The dependence of some radiomics features on tumor volume has been the subject in recent studies. Fave et al.36 proposed corrected algorithms for NGTDM-Coarseness, GLRLM-GLNU, GLRLM-RLNU and Intensity-energy to remove their volume dependence which were in agreement with our results. Using the same CCR phantom7,8, Laure et al.16 showed that statistics energy and GLRLM-RLNU were ranked first and second in terms of their dependence on slice thickness, also in agreement with our results. However, some other features such as Intensity-entropy, GLCM-mean, GLCM-inverse variance and NGTDM-texture strength were dependent on number of voxels using both phantom scans8 as well as lung cancer patients scans as shown in this work. Normalization by number of voxels significantly improved these features’ robustness and therefore this normalization might be prerequisite for these features. Nonetheless, even after normalization by number of voxels, the usefulness of these features as potential biomarkers depends on many other factors8.

The volume dependence of identified radiomic features has implications on VOI segmentation. The robustness of radiomic features with respect to segmentation has been the topic of several recent studies37,38,39,40. For instance, one study reported that radiomic features were more reproducible with automatic segmentation as compared to manual segmentation40. It is clear that different segmentation methods may render different VOI sizes, therefore, the numerical values of identified features would also be different because of the segmentation dependent variations in VOI size. This dependence would be particularly important when comparing results across studies/institutions that used different segmentation methods.

The variability in numerical values of features due to variable gray level resampling is a challenging problem in radiomics analysis. We proposed normalization by the number of gray levels for 17 features based on our CCR phantom study8, and in this work we have successfully tested these definitions on lung cancer patients. Most texture features became robust to varying gray levels after gray level normalization as reflected by the higher values of the ICC (Fig. 4). Again these results are in agreement with coefficient of variation values reported in our previous paper8. The only exception was GLNU that showed robustness in both cases, before and after gray level normalization, contrary to coefficient of variation values in our previous report8. Lu et al.41 reported that three features based on GLCM including Entropy, Sum entropy and Difference entropy were robust (i.e., ICC close to 1) with varying discretization levels, contrary to our results.
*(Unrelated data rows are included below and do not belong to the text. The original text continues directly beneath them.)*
//! Audit a page snapshot for one storefront language
//!
//! Usage:
//!   cargo run -- data/snapshot.json
//!   L10N_LANGUAGE=de cargo run -- page.json
//!
//! Optional environment variables:
//! - L10N_LANGUAGE (defaults to en)
//! - L10N_TABLE_PATH (JSON decision table overrides)
//! - L10N_STRICT_WARNINGS (defaults to false)
//! - L10N_MAX_PRICE_LENGTH (defaults to 50)
//!
//! Prints the JSON report to stdout and exits with status 1 when any HIGH or
//! CRITICAL error was found.

use anyhow::{Context, Result};
use l10n_check::audit::{severity_counts, MetricsReport, PageAudit, PageAuditor, PageSnapshot};
use l10n_check::config::Config;
use l10n_check::{L10nError, Severity};
use serde::Serialize;
use std::collections::BTreeMap;
use std::process::ExitCode;
use tracing::{info, warn};

#[derive(Serialize)]
#[serde(rename_all = "camelCase")]
struct Report<'a> {
    audit: &'a PageAudit,
    errors: &'a [L10nError],
    severity_counts: BTreeMap<Severity, usize>,
    metrics: MetricsReport,
}

fn main() -> Result<ExitCode> {
    // Load .env file if present
    let _ = dotenvy::dotenv();

    // Initialize logging
    tracing_subscriber::fmt()
        .with_writer(std::io::stderr)
        .with_env_filter(
            tracing_subscriber::EnvFilter::from_default_env()
                .add_directive("l10n_check=info".parse()?),
        )
        .init();

    let snapshot_path = std::env::args()
        .nth(1)
        .context("Usage: l10n-check <snapshot.json>")?;

    let config = Config::from_env()?;
    let table = config.load_table()?;
    info!(
        "Checking {} against '{}' ({} languages loaded)",
        snapshot_path,
        config.language,
        table.len()
    );

    let snapshot_json = std::fs::read_to_string(&snapshot_path)
        .with_context(|| format!("Failed to read snapshot {}", snapshot_path))?;
    let snapshot: PageSnapshot =
        serde_json::from_str(&snapshot_json).context("Failed to parse page snapshot")?;

    let auditor = PageAuditor::new(&table, config.warning_policy())
        .with_max_price_length(config.max_price_length);
    info!(policy = ?auditor.policy(), "Auditor ready");
    let mut errors = Vec::new();
    let audit = auditor.audit(&config.language, &snapshot, &mut errors)?;

    let counts = severity_counts(&errors);
    let metrics = auditor.metrics().report();
    info!(
        "{} errors, {}/{} checks passed ({:.1}%)",
        errors.len(),
        metrics.checks_passed,
        metrics.checks_run,
        metrics.pass_rate
    );

    let report = Report {
        audit: &audit,
        errors: &errors,
        severity_counts: counts,
        metrics,
    };
    println!("{}", serde_json::to_string_pretty(&report)?);

    let blocking = errors.iter().any(|e| e.severity() >= Severity::High);
    if blocking {
        warn!("High or critical localization errors found");
        return Ok(ExitCode::FAILURE);
    }

    Ok(ExitCode::SUCCESS)
}
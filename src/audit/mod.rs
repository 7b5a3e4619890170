//! Page audits built on the checkers.
//!
//! A [`PageAuditor`] takes a [`PageSnapshot`] (text, prices and element
//! measurements extracted by an external page driver), runs every check for
//! one language and appends [`L10nError`](crate::error::L10nError) records
//! to a caller-owned collection.

pub mod metrics;
mod page;

pub use metrics::{AuditMetrics, MetricsReport};
pub use page::{
    severity_counts, KeywordPresence, PageAudit, PageAuditor, PageSnapshot, WarningPolicy,
    DEFAULT_MAX_PRICE_LENGTH,
};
In our case, ICC values for these three features were less than 0.6 before normalization and close to 1 after normalization. It is possible that feature definitions employed in41 differ from our definitions42. This points to the importance of testing algorithms using virtual phantoms4.

Conclusions

Previously identified clinically useful CT features such as NGTDM-Coarseness, NGTDM-Texture Strength, GLRLM-GLNU, GLRLM-RLNU, Intensity-Energy, and Intensity-Entropy depend on VOI size and voxel size. This dependence was clearly shown in this work for lung cancer patients for two different cases of varying the VOI size and the voxel size. Therefore, the previously determined voxel size normalization factors using a phantom also apply to lung cancer. Moreover, the presented gray level normalization results for texture features in this work were in agreement with the previous in-phantom results [8], except for GLRLM-GLNU that showed robustness before and after GL normalization. Therefore, we conclude that radiomics researchers should evaluate the dependence of potential imaging biomarkers to imaging acquisition parameters and gray level resampling.